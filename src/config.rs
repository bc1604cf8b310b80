//! Runtime configuration
//!
//! Read from a YAML file, then overridden by `PODPLANNER_*` environment
//! variables. Every field has a default, so an empty or missing file is a
//! valid configuration.

use crate::store::{DEFAULT_CAPACITY, DEFAULT_TTL};
use serde::{Deserialize, Serialize};
use std::path::{Path, PathBuf};
use thiserror::Error;

pub const ENV_TTL_SECS: &str = "PODPLANNER_TTL_SECS";
pub const ENV_CAPACITY: &str = "PODPLANNER_CAPACITY";
pub const ENV_LOG: &str = "PODPLANNER_LOG";

#[derive(Debug, Error)]
pub enum ConfigError {
    #[error("failed to read config {path}: {source}")]
    Io {
        path: PathBuf,
        #[source]
        source: std::io::Error,
    },

    #[error("invalid config YAML: {0}")]
    Yaml(#[from] serde_yaml::Error),

    #[error("invalid config: {0}")]
    Invalid(String),
}

#[derive(Debug, Clone, PartialEq, Eq, Serialize, Deserialize)]
#[serde(default)]
pub struct Config {
    pub store: StoreConfig,
    /// Fallback filter when `RUST_LOG` is unset
    pub log_level: String,
}

#[derive(Debug, Clone, PartialEq, Eq, Serialize, Deserialize)]
#[serde(default)]
pub struct StoreConfig {
    /// Inactivity window in seconds
    pub ttl_secs: u64,
    /// Maximum number of sessions kept at once
    pub capacity: usize,
}

impl Default for Config {
    fn default() -> Self {
        Self {
            store: StoreConfig::default(),
            log_level: "info".to_string(),
        }
    }
}

impl Default for StoreConfig {
    fn default() -> Self {
        Self {
            ttl_secs: DEFAULT_TTL.as_secs(),
            capacity: DEFAULT_CAPACITY,
        }
    }
}

impl Config {
    /// Load configuration for the running process.
    ///
    /// An explicit path must exist. Without one, the default location is
    /// used if present and built-in defaults otherwise. Environment
    /// overrides are applied last.
    pub fn load(path: Option<&Path>) -> Result<Self, ConfigError> {
        let mut config = match path {
            Some(path) => Self::from_file(path)?,
            None => match Self::default_path() {
                Some(path) if path.exists() => Self::from_file(&path)?,
                _ => Self::default(),
            },
        };
        config.apply_env(|key| std::env::var(key).ok())?;
        config.validate()?;
        Ok(config)
    }

    pub fn from_file(path: &Path) -> Result<Self, ConfigError> {
        let content = std::fs::read_to_string(path).map_err(|source| ConfigError::Io {
            path: path.to_path_buf(),
            source,
        })?;
        Self::from_yaml(&content)
    }

    pub fn from_yaml(content: &str) -> Result<Self, ConfigError> {
        if content.trim().is_empty() {
            return Ok(Self::default());
        }
        Ok(serde_yaml::from_str(content)?)
    }

    /// `<config_dir>/podplanner/config.yaml`
    pub fn default_path() -> Option<PathBuf> {
        dirs::config_dir().map(|dir| dir.join("podplanner").join("config.yaml"))
    }

    /// Apply environment overrides looked up through `lookup`.
    pub fn apply_env<F>(&mut self, lookup: F) -> Result<(), ConfigError>
    where
        F: Fn(&str) -> Option<String>,
    {
        if let Some(value) = lookup(ENV_TTL_SECS) {
            self.store.ttl_secs = parse_env(ENV_TTL_SECS, &value)?;
        }
        if let Some(value) = lookup(ENV_CAPACITY) {
            self.store.capacity = parse_env(ENV_CAPACITY, &value)?;
        }
        if let Some(value) = lookup(ENV_LOG) {
            self.log_level = value;
        }
        Ok(())
    }

    pub fn validate(&self) -> Result<(), ConfigError> {
        if self.store.ttl_secs == 0 {
            return Err(ConfigError::Invalid("store.ttl_secs must be > 0".into()));
        }
        if self.store.capacity == 0 {
            return Err(ConfigError::Invalid("store.capacity must be > 0".into()));
        }
        Ok(())
    }
}

fn parse_env<T: std::str::FromStr>(key: &str, value: &str) -> Result<T, ConfigError> {
    value
        .trim()
        .parse()
        .map_err(|_| ConfigError::Invalid(format!("{key} must be a non-negative integer, got {value:?}")))
}

#[cfg(test)]
mod tests {
    use super::*;
    use std::collections::HashMap;
    use std::io::Write;

    fn env(pairs: &[(&str, &str)]) -> impl Fn(&str) -> Option<String> {
        let map: HashMap<String, String> = pairs
            .iter()
            .map(|(k, v)| (k.to_string(), v.to_string()))
            .collect();
        move |key: &str| map.get(key).cloned()
    }

    #[test]
    fn test_defaults() {
        let config = Config::default();
        assert_eq!(config.store.ttl_secs, 14_400);
        assert_eq!(config.store.capacity, 100);
        assert_eq!(config.log_level, "info");
        assert!(config.validate().is_ok());
    }

    #[test]
    fn test_partial_yaml_keeps_defaults() {
        let config = Config::from_yaml("store:\n  capacity: 5\n").unwrap();
        assert_eq!(config.store.capacity, 5);
        assert_eq!(config.store.ttl_secs, 14_400);
        assert_eq!(config.log_level, "info");
    }

    #[test]
    fn test_empty_yaml_is_default() {
        assert_eq!(Config::from_yaml("  \n").unwrap(), Config::default());
    }

    #[test]
    fn test_malformed_yaml_is_rejected() {
        let err = Config::from_yaml("store: [1, 2").unwrap_err();
        assert!(matches!(err, ConfigError::Yaml(_)));
    }

    #[test]
    fn test_load_from_file() {
        let mut file = tempfile::NamedTempFile::new().unwrap();
        writeln!(file, "store:\n  ttl_secs: 60\nlog_level: debug").unwrap();

        let config = Config::from_file(file.path()).unwrap();
        assert_eq!(config.store.ttl_secs, 60);
        assert_eq!(config.log_level, "debug");
    }

    #[test]
    fn test_explicit_missing_file_is_an_error() {
        let dir = tempfile::tempdir().unwrap();
        let err = Config::load(Some(dir.path().join("nope.yaml").as_path())).unwrap_err();
        assert!(matches!(err, ConfigError::Io { .. }));
    }

    #[test]
    fn test_env_overrides() {
        let mut config = Config::default();
        config
            .apply_env(env(&[
                (ENV_TTL_SECS, "30"),
                (ENV_CAPACITY, " 7 "),
                (ENV_LOG, "podplanner=trace"),
            ]))
            .unwrap();
        assert_eq!(config.store.ttl_secs, 30);
        assert_eq!(config.store.capacity, 7);
        assert_eq!(config.log_level, "podplanner=trace");
    }

    #[test]
    fn test_bad_env_value_is_rejected() {
        let mut config = Config::default();
        let err = config.apply_env(env(&[(ENV_CAPACITY, "lots")])).unwrap_err();
        assert!(err.to_string().contains(ENV_CAPACITY));
    }

    #[test]
    fn test_zero_values_fail_validation() {
        let mut config = Config::default();
        config.store.capacity = 0;
        assert!(matches!(config.validate(), Err(ConfigError::Invalid(_))));

        let mut config = Config::default();
        config.store.ttl_secs = 0;
        assert!(config.validate().is_err());
    }
}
════
■ BRIEF
Every entry must be printed again, exactly as it reads.

■ EXERCISE OUTPUT
filename src/config.rs
repository bc1604cf8b310b80
//! Runtime configuration
//!
//! Read from a YAML file, then overridden by `PODPLANNER_*` environment
//! variables. Every field has a default, so an empty or missing file is a
//! valid configuration.

use crate::store::{DEFAULT_CAPACITY, DEFAULT_TTL};
use serde::{Deserialize, Serialize};
use std::path::{Path, PathBuf};
use thiserror::Error;

pub const ENV_TTL_SECS: &str = "PODPLANNER_TTL_SECS";
pub const ENV_CAPACITY: &str = "PODPLANNER_CAPACITY";
pub const ENV_LOG: &str = "PODPLANNER_LOG";

#[derive(Debug, Error)]
pub enum ConfigError {
    #[error("failed to read config {path}: {source}")]
    Io {
        path: PathBuf,
        #[source]
        source: std::io::Error,
    },

    #[error("invalid config YAML: {0}")]
    Yaml(#[from] serde_yaml::Error),

    #[error("invalid config: {0}")]
    Invalid(String),
}

#[derive(Debug, Clone, PartialEq, Eq, Serialize, Deserialize)]
#[serde(default)]
pub struct Config {
    pub store: StoreConfig,
    /// Fallback filter when `RUST_LOG` is unset
    pub log_level: String,
}

#[derive(Debug, Clone, PartialEq, Eq, Serialize, Deserialize)]
#[serde(default)]
pub struct StoreConfig {
    /// Inactivity window in seconds
    pub ttl_secs: u64,
    /// Maximum number of sessions kept at once
    pub capacity: usize,
}

impl Default for Config {
    fn default() -> Self {
        Self {
            store: StoreConfig::default(),
            log_level: "info".to_string(),
        }
    }
}

impl Default for StoreConfig {
    fn default() -> Self {
        Self {
            ttl_secs: DEFAULT_TTL.as_secs(),
            capacity: DEFAULT_CAPACITY,
        }
    }
}

impl Config {
    /// Load configuration for the running process.
    ///
    /// An explicit path must exist. Without one, the default location is
    /// used if present and built-in defaults otherwise. Environment
    /// overrides are applied last.
    pub fn load(path: Option<&Path>) -> Result<Self, ConfigError> {
        let mut config = match path {
            Some(path) => Self::from_file(path)?,
            None => match Self::default_path() {
                Some(path) if path.exists() => Self::from_file(&path)?,
                _ => Self::default(),
            },
        };
        config.apply_env(|key| std::env::var(key).ok())?;
        config.validate()?;
        Ok(config)
    }

    pub fn from_file(path: &Path) -> Result<Self, ConfigError> {
        let content = std::fs::read_to_string(path).map_err(|source| ConfigError::Io {
            path: path.to_path_buf(),
            source,
        })?;
        Self::from_yaml(&content)
    }

    pub fn from_yaml(content: &str) -> Result<Self, ConfigError> {
        if content.trim().is_empty() {
            return Ok(Self::default());
        }
        Ok(serde_yaml::from_str(content)?)
    }

    /// `<config_dir>/podplanner/config.yaml`
    pub fn default_path() -> Option<PathBuf> {
        dirs::config_dir().map(|dir| dir.join("podplanner").join("config.yaml"))
    }

    /// Apply environment overrides looked up through `lookup`.
    pub fn apply_env<F>(&mut self, lookup: F) -> Result<(), ConfigError>
    where
        F: Fn(&str) -> Option<String>,
    {
        if let Some(value) = lookup(ENV_TTL_SECS) {
            self.store.ttl_secs = parse_env(ENV_TTL_SECS, &value)?;
        }
        if let Some(value) = lookup(ENV_CAPACITY) {
            self.store.capacity = parse_env(ENV_CAPACITY, &value)?;
        }
        if let Some(value) = lookup(ENV_LOG) {
            self.log_level = value;
        }
        Ok(())
    }

    pub fn validate(&self) -> Result<(), ConfigError> {
        if self.store.ttl_secs == 0 {
            return Err(ConfigError::Invalid("store.ttl_secs must be > 0".into()));
        }
        if self.store.capacity == 0 {
            return Err(ConfigError::Invalid("store.capacity must be > 0".into()));
        }
        Ok(())
    }
}

fn parse_env<T: std::str::FromStr>(key: &str, value: &str) -> Result<T, ConfigError> {
    value
        .trim()
        .parse()
        .map_err(|_| ConfigError::Invalid(format!("{key} must be a non-negative integer, got {value:?}")))
}

#[cfg(test)]
mod tests {
    use super::*;
    use std::collections::HashMap;
    use std::io::Write;

    fn env(pairs: &[(&str, &str)]) -> impl Fn(&str) -> Option<String> {
        let map: HashMap<String, String> = pairs
            .iter()
            .map(|(k, v)| (k.to_string(), v.to_string()))
            .collect();
        move |key: &str| map.get(key).cloned()
    }

    #[test]
    fn test_defaults() {
        let config = Config::default();
        assert_eq!(config.store.ttl_secs, 14_400);
        assert_eq!(config.store.capacity, 100);
        assert_eq!(config.log_level, "info");
        assert!(config.validate().is_ok());
    }

    #[test]
    fn test_partial_yaml_keeps_defaults() {
        let config = Config::from_yaml("store:\n  capacity: 5\n").unwrap();
        assert_eq!(config.store.capacity, 5);
        assert_eq!(config.store.ttl_secs, 14_400);
        assert_eq!(config.log_level, "info");
    }

    #[test]
    fn test_empty_yaml_is_default() {
        assert_eq!(Config::from_yaml("  \n").unwrap(), Config::default());
    }

    #[test]
    fn test_malformed_yaml_is_rejected() {
        let err = Config::from_yaml("store: [1, 2").unwrap_err();
        assert!(matches!(err, ConfigError::Yaml(_)));
    }

    #[test]
    fn test_load_from_file() {
        let mut file = tempfile::NamedTempFile::new().unwrap();
        writeln!(file, "store:\n  ttl_secs: 60\nlog_level: debug").unwrap();

        let config = Config::from_file(file.path()).unwrap();
        assert_eq!(config.store.ttl_secs, 60);
        assert_eq!(config.log_level, "debug");
    }

    #[test]
    fn test_explicit_missing_file_is_an_error() {
        let dir = tempfile::tempdir().unwrap();
        let err = Config::load(Some(dir.path().join("nope.yaml").as_path())).unwrap_err();
        assert!(matches!(err, ConfigError::Io { .. }));
    }

    #[test]
    fn test_env_overrides() {
        let mut config = Config::default();
        config
            .apply_env(env(&[
                (ENV_TTL_SECS, "30"),
                (ENV_CAPACITY, " 7 "),
                (ENV_LOG, "podplanner=trace"),
            ]))
            .unwrap();
        assert_eq!(config.store.ttl_secs, 30);
        assert_eq!(config.store.capacity, 7);
        assert_eq!(config.log_level, "podplanner=trace");
    }

    #[test]
    fn test_bad_env_value_is_rejected() {
        let mut config = Config::default();
        let err = config.apply_env(env(&[(ENV_CAPACITY, "lots")])).unwrap_err();
        assert!(err.to_string().contains(ENV_CAPACITY));
    }

    #[test]
    fn test_zero_values_fail_validation() {
        let mut config = Config::default();
        config.store.capacity = 0;
        assert!(matches!(config.validate(), Err(ConfigError::Invalid(_))));

        let mut config = Config::default();
        config.store.ttl_secs = 0;
        assert!(config.validate().is_err());
    }
}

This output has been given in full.